1. The incremental cost-effectiveness ratio of the pertuzumab group was $436,679 per QALY gained.
2. Even if pertuzumab were free, it would not be considered cost-effective based on a standard willingness-to-pay threshold of $100,000.
Evidence Rating Level: 2 (Good)
Study Rundown: Pertuzumab (a human epidermal growth factor 2 (HER2) inhibitor) became publicly funded in Ontario, Canada in 2013 for patients with metastatic breast cancer due to its survival benefit. However, previous model-based economic evaluations have suggested it may not be cost-effective. This retrospective study evaluated the cost-effectiveness of pertuzumab using real-world population-based data. Patients with metastatic breast cancer who underwent treatment between January 1, 2008, to March 31, 2018, were identified. Those who received pertuzumab, trastuzumab (another HER2 inhibitor) and chemotherapy after pertuzumab funding constituted the pertuzumab group, while those who received the latter two therapies before pertuzumab funding constituted the control group. Cost-effectiveness was denoted by life-years (LY) and quality-adjusted life-years (QALY). Categories incurring the highest cost in the pertuzumab group were pertuzumab, outpatient cancer treatment delivery, physician claims, and trastuzumab costs. Mean total health care cost was higher in the pertuzumab group, with the costs of outpatient cancer treatment, pertuzumab and trastuzumab being the main contributors to this difference. After reducing the price of pertuzumab to zero, the incremental cost-effectiveness ratio (ICER) of pertuzumab was still higher than the standard willingness-to-pay threshold. Limitations to this study include the possibility of selection bias and a short study period relative to longer model-based estimates. The strength of this study is that it supported previous studies’ conclusions of pertuzumab not being cost-effective. In addition, it puts into question the assessment of publicly funding pertuzumab, which could allow for potential consideration of alternative funding approaches. Overall, while pertuzumab may show a clinical benefit as a treatment adjuvant for metastatic breast cancer patients, it is not considered to be cost-effective at a common willingness-to-pay threshold of $100,000.

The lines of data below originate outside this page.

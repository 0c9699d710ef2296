//! Authorization error taxonomy.
//!
//! Denial is a normal outcome (`Ok(false)` or a typed result), never an
//! exceptional control-flow path. The variants here cover the cases the
//! request-handling middleware must distinguish: missing identity, explicit
//! denial, infrastructure failure, cancellation, and unimplemented scope
//! semantics. Nothing in the engine retries; retries, if any, belong to the
//! store client.

use thiserror::Error;
use warden_store::StoreError;
use warden_types::PrincipalId;

/// Error type for authorization operations.
#[derive(Debug, Error)]
pub enum AuthzError {
    /// No valid principal was presented. Maps to a 401-class response.
    #[error("no authenticated principal presented")]
    Unauthenticated,

    /// The principal is known but lacks the required permission.
    /// Maps to a 403-class response.
    ///
    /// `held` carries the principal's current permission list only when the
    /// gateway is configured to expose grant details (a debug concern; end
    /// users see a generic "not authorized").
    #[error("permission '{permission}' denied for principal {principal}")]
    PermissionDenied {
        principal: PrincipalId,
        permission: String,
        held: Option<Vec<String>>,
    },

    /// A resource/action check failed during data-access resolution.
    /// Maps to a 403-class response carrying the resource and action.
    #[error("access to {resource}.{action} denied for principal {principal}")]
    DataAccessDenied {
        principal: PrincipalId,
        resource: String,
        action: String,
    },

    /// The grant/catalog store could not be read.
    ///
    /// Callers MUST fail closed: treat this as a denial at the protocol
    /// level while alerting on it as an operational incident. It is never
    /// an empty, "safe-looking" permission set.
    #[error("grant store unavailable: {reason}")]
    StoreUnavailable { reason: String },

    /// The requested scope semantics are not implemented.
    ///
    /// Raised instead of silently narrowing a scope to something else, so
    /// callers cannot mistake a narrower-than-intended result for policy.
    #[error("{feature} is not implemented")]
    NotImplemented { feature: String },

    /// The check was aborted by the caller's cancellation or deadline.
    /// No decision was produced; this is distinct from a denial.
    #[error("authorization check cancelled")]
    Cancelled,
}

impl From<StoreError> for AuthzError {
    fn from(err: StoreError) -> Self {
        match err {
            StoreError::Unavailable { reason } => AuthzError::StoreUnavailable { reason },
            StoreError::Cancelled => AuthzError::Cancelled,
        }
    }
}

/// Result type for authorization operations.
pub type Result<T> = std::result::Result<T, AuthzError>;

Click to read the study in JAMA Oncology
Relevant Reading: Safety and efficacy evaluation of pertuzumab in patients with solid tumors
In-Depth [retrospective cohort]: This real-world population-based retrospective economic evaluation looked at 1823 patients in Ontario, Canada, with metastatic breast cancer, who received treatment between January 1, 2008, to March 31, 2018. The pertuzumab group comprised of 912 patients who received pertuzumab, trastuzumab and chemotherapy after public funding of pertuzumab, whereas the control group comprised of 911 patients who received trastuzumab and chemotherapy before pertuzumab funding. After propensity score matching, there was a total of 579 pairs. 5-year total cost was 89% higher in the pertuzumab group and the difference between the two groups was $192,139 (95% confidence interval [CI], $160,715 to $224,736; P<0.05). The primary contributors for this difference were the costs of outpatient cancer treatment delivery (24% contribution to total difference), trastuzumab (15%) and pertuzumab (60%). The ICER of pertuzumab was $316,203 per LY gained (95% CI, $247,725 to $498,153; P<0.05) and $436,679 per QALY gained (95% CI, $288,990 to $833,190; P<0.05). Lowering the discount rate from 1.5% to 0% only slightly lowered the ICERs of pertuzumab. Reducing the price of pertuzumab to $0 yielded an ICER of $174,027 / QALY gained, which was still significantly above the standard willingness-to-pay threshold of $100,000. The high ICER amount even after eliminating the cost of pertuzumab can be explained by a longer survival in the pertuzumab group, leading to increased use of trastuzumab and by consequent, increased cost. Only when the cost of both trastuzumab and pertuzumab was reduced to 71% was the ICER less than the standard willingness-to-pay threshold. Overall, pertuzumab had an ICER much higher than the conventional willingness-to-pay threshold of $100,000, even when its price was reduced to $0.